Жаль только, что не успел дописать книги…
Но я думаю, что кто-нибудь из друзей возьмется дописать ее. Материал у меня готов. План тоже… Нужно только его понятно изложить. Возьмись за это, Федюша…
Ты не поверишь, мне трудно писать… Еле шевелятся пальцы. Прощай, друг… Привет всем…
Михеев.
Темир-Хан-Шура.
Октябрь 1921 г.
Глава первая
Когда-то я и Борин работали на Урале. Вместе подпольничали там в крупном заводском районе. Работали дружно. Борин тогда был секретарем нашей организации. Ее вдохновителем. Его все работники любили, как отца и учителя. Ценили в нем товарищескую чуткость и отзывчивость.

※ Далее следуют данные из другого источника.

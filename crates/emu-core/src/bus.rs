//! Memory bus interface and a flat 64K RAM implementation.

/// Memory bus interface.
///
/// The CPU reaches memory only through this trait. Every 16-bit address
/// resolves to a byte, so neither operation can fail.
pub trait Bus {
    /// Read a byte from the given address.
    fn read(&mut self, address: u16) -> u8;

    /// Write a byte to the given address.
    fn write(&mut self, address: u16, value: u8);
}

/// Size of the 6502 address space in bytes.
pub const ADDRESS_SPACE: usize = 0x1_0000;

/// Flat 64K of RAM with no mapped devices.
///
/// Allocated once at construction and never resized. The address type's
/// domain equals the storage domain, so there is no out-of-range path.
pub struct SimpleBus {
    ram: Box<[u8; ADDRESS_SPACE]>,
}

impl Default for SimpleBus {
    fn default() -> Self {
        Self::new()
    }
}

impl SimpleBus {
    /// Create a bus with all 65536 cells cleared.
    #[must_use]
    pub fn new() -> Self {
        Self {
            ram: Box::new([0; ADDRESS_SPACE]),
        }
    }

    /// Copy `bytes` into memory starting at `start`, wrapping past $FFFF.
    pub fn load(&mut self, start: u16, bytes: &[u8]) {
        let mut addr = start;
        for &byte in bytes {
            self.ram[usize::from(addr)] = byte;
            addr = addr.wrapping_add(1);
        }
    }

    /// Read without going through the `Bus` trait.
    #[must_use]
    pub fn peek(&self, address: u16) -> u8 {
        self.ram[usize::from(address)]
    }
}

impl Bus for SimpleBus {
    fn read(&mut self, address: u16) -> u8 {
        self.ram[usize::from(address)]
    }

    fn write(&mut self, address: u16, value: u8) {
        self.ram[usize::from(address)] = value;
    }
}

#[cfg(test)]
mod tests {
    use super::*;

    #[test]
    fn starts_zeroed() {
        let bus = SimpleBus::new();
        assert_eq!(bus.peek(0x0000), 0);
        assert_eq!(bus.peek(0x8000), 0);
        assert_eq!(bus.peek(0xFFFF), 0);
    }

    #[test]
    fn write_then_read() {
        let mut bus = SimpleBus::new();
        bus.write(0x1234, 0x42);
        assert_eq!(bus.read(0x1234), 0x42);
        assert_eq!(bus.peek(0x1234), 0x42);
        assert_eq!(bus.read(0x1235), 0x00);
    }

    #[test]
    fn extreme_addresses() {
        let mut bus = SimpleBus::new();
        bus.write(0x0000, 0x11);
        bus.write(0xFFFF, 0x22);
        assert_eq!(bus.read(0x0000), 0x11);
        assert_eq!(bus.read(0xFFFF), 0x22);
    }

    #[test]
    fn load_wraps_past_top_of_memory() {
        let mut bus = SimpleBus::new();
        bus.load(0xFFFE, &[0xAA, 0xBB, 0xCC]);
        assert_eq!(bus.peek(0xFFFE), 0xAA);
        assert_eq!(bus.peek(0xFFFF), 0xBB);
        assert_eq!(bus.peek(0x0000), 0xCC);
    }
}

Мы двое стояли во главе нашего подполья. Работали вместе на одном сталелитейном заводе. Жили в небольшой комнатушке заводского общежития. Правда, наша совместная жизнь не совсем отвечала правилам конспирации, но в этом глухом районе мы в маскировке не нуждались. По убеждениям управляющий заводом, да и почти вся администрация, были наши или близко стояли к нам. Среди них имелось много меньшевиков и немного эс-эров. Эти меньшевики и эс-эры частенько затевали с нами словесные битвы, но всегда без успеха. И уже тогда можно было видеть всю их гнилость. Но в те времена на Урале они хоть на словах, но казались революционерами.
Помню, как теперь, наши схватки с ними на нелегальных собраниях. Выступает кто-нибудь из них. Держит речь. Красота слога, остроумие, возвышенность, цитата сыплется за цитатой: «Маркс, Капитал, том I, 25 стр., 5-ая строка снизу… Анти-Дюринг, 53 лист 14-я строка сверху и т. д.».
Превосходство в тоне голоса, превосходство в фигуре и непременно на ораторе то инженерная, то какая-либо другая казенная форма. Совсем другими были наши выступления. Мы, правда, хуже знали «Капитал» и «Анти-Дюринга», плохо ораторствовали, но мы лучше их понимали жизнь, были близки рабочим массам и были на деле, а не на словах революционны. И мы всегда грубовато, но просто и понятно для присутствующих партийных рабочих, громили и побивали их фактами.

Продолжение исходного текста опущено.